----- Source records -----

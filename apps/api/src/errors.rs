use axum::{
    http::StatusCode,
    response::{IntoResponse, Response},
    Json,
};
use serde_json::json;
use thiserror::Error;

/// Application-level error type.
/// Implements `IntoResponse` so Axum handlers can return `Result<T, AppError>`.
#[derive(Debug, Error)]
pub enum AppError {
    #[error("Not found: {0}")]
    NotFound(String),

    #[error("Validation error: {0}")]
    Validation(String),
}

impl IntoResponse for AppError {
    fn into_response(self) -> Response {
        let (status, code, message) = match &self {
            AppError::NotFound(msg) => (StatusCode::NOT_FOUND, "NOT_FOUND", msg.clone()),
            AppError::Validation(msg) => (StatusCode::BAD_REQUEST, "VALIDATION_ERROR", msg.clone()),
        };

        let body = Json(json!({
            "error": {
                "code": code,
                "message": message
            }
        }));

        (status, body).into_response()
    }
}
use std::collections::HashSet;
use std::sync::OnceLock;

use regex::Regex;

use crate::code_check::lexer::{line_of, SourceView};
use crate::code_check::models::{Findings, Language, ValidationIssue};
use crate::code_check::rules::LanguageRule;
use crate::util::cached_regex;

const SUPERGLOBALS: &[&str] = &[
    "$_GET",
    "$_POST",
    "$_SESSION",
    "$_COOKIE",
    "$_SERVER",
    "$_ENV",
    "$GLOBALS",
    "$_FILES",
    "$_REQUEST",
    "$this",
];

/// PHP variables must be assigned somewhere before they are read.
///
/// Definitions are an assignment (`$x = ...`, `$x .= ...`), a `foreach`
/// binding, a function or closure parameter, a `catch` binding or a
/// `global`/`static` declaration.
pub struct PhpRule;

impl LanguageRule for PhpRule {
    fn language(&self) -> Language {
        Language::Php
    }

    fn check_definitions(&self, source: &SourceView<'_>, findings: &mut Findings) {
        let code = &source.code;
        let defined = defined_variables(code);

        static VAR: OnceLock<Regex> = OnceLock::new();
        let var = cached_regex(&VAR, r"\$[A-Za-z_][A-Za-z0-9_]*");

        let mut reported = HashSet::new();
        for m in var.find_iter(code) {
            let name = m.as_str();
            if SUPERGLOBALS.contains(&name) || defined.contains(name) {
                continue;
            }
            if !reported.insert(name) {
                continue;
            }
            findings.hard(
                format!("Değişken tanımı eksik: {name}"),
                ValidationIssue::at_line(
                    line_of(code, m.start()),
                    format!("{name} değişkeni kullanılmadan önce tanımlanmalı (örn: {name} = ...;)"),
                ),
            );
        }
    }

    fn check_style(&self, source: &SourceView<'_>, findings: &mut Findings) {
        if !source.raw.contains("<?php") && !source.raw.starts_with("<?") {
            findings.suggest("PHP etiketleri (<?php ... ?>) eklenebilir");
        }
    }
}

fn defined_variables(code: &str) -> HashSet<String> {
    static ASSIGN: OnceLock<Regex> = OnceLock::new();
    static FOREACH: OnceLock<Regex> = OnceLock::new();
    static PARAMS: OnceLock<Regex> = OnceLock::new();
    static CATCH: OnceLock<Regex> = OnceLock::new();
    static DECLARE: OnceLock<Regex> = OnceLock::new();
    static VAR: OnceLock<Regex> = OnceLock::new();

    let assign = cached_regex(
        &ASSIGN,
        r"(\$[A-Za-z_][A-Za-z0-9_]*)\s*(?:\[[^\]]*\]\s*)*(?:[.+\-*/%]|\?\?)?=(?:[^=>]|$)",
    );
    let foreach = cached_regex(
        &FOREACH,
        r"\bas\s+&?(\$[A-Za-z_][A-Za-z0-9_]*)(?:\s*=>\s*&?(\$[A-Za-z_][A-Za-z0-9_]*))?",
    );
    let params = cached_regex(&PARAMS, r"\b(?:function|fn)\b[^(]*\(([^)]*)\)");
    let catch = cached_regex(&CATCH, r"\bcatch\s*\([^)$]*(\$[A-Za-z_][A-Za-z0-9_]*)");
    let declare = cached_regex(&DECLARE, r"\b(?:global|static)\s+([^;]+);");
    let var = cached_regex(&VAR, r"\$[A-Za-z_][A-Za-z0-9_]*");

    let mut defined = HashSet::new();
    for caps in assign.captures_iter(code) {
        defined.insert(caps[1].to_string());
    }
    for caps in foreach.captures_iter(code).chain(catch.captures_iter(code)) {
        for group in caps.iter().skip(1).flatten() {
            defined.insert(group.as_str().to_string());
        }
    }
    for caps in params.captures_iter(code).chain(declare.captures_iter(code)) {
        for m in var.find_iter(&caps[1]) {
            defined.insert(m.as_str().to_string());
        }
    }
    defined
}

-----

● Problem description
Only lines with the word "AppError" count here; copy every one from the records.

● Result of this exercise
/// Implements `IntoResponse` so Axum handlers can return `Result<T, AppError>`.
pub enum AppError {
impl IntoResponse for AppError {
            AppError::NotFound(msg) => (StatusCode::NOT_FOUND, "NOT_FOUND", msg.clone()),
            AppError::Validation(msg) => (StatusCode::BAD_REQUEST, "VALIDATION_ERROR", msg.clone()),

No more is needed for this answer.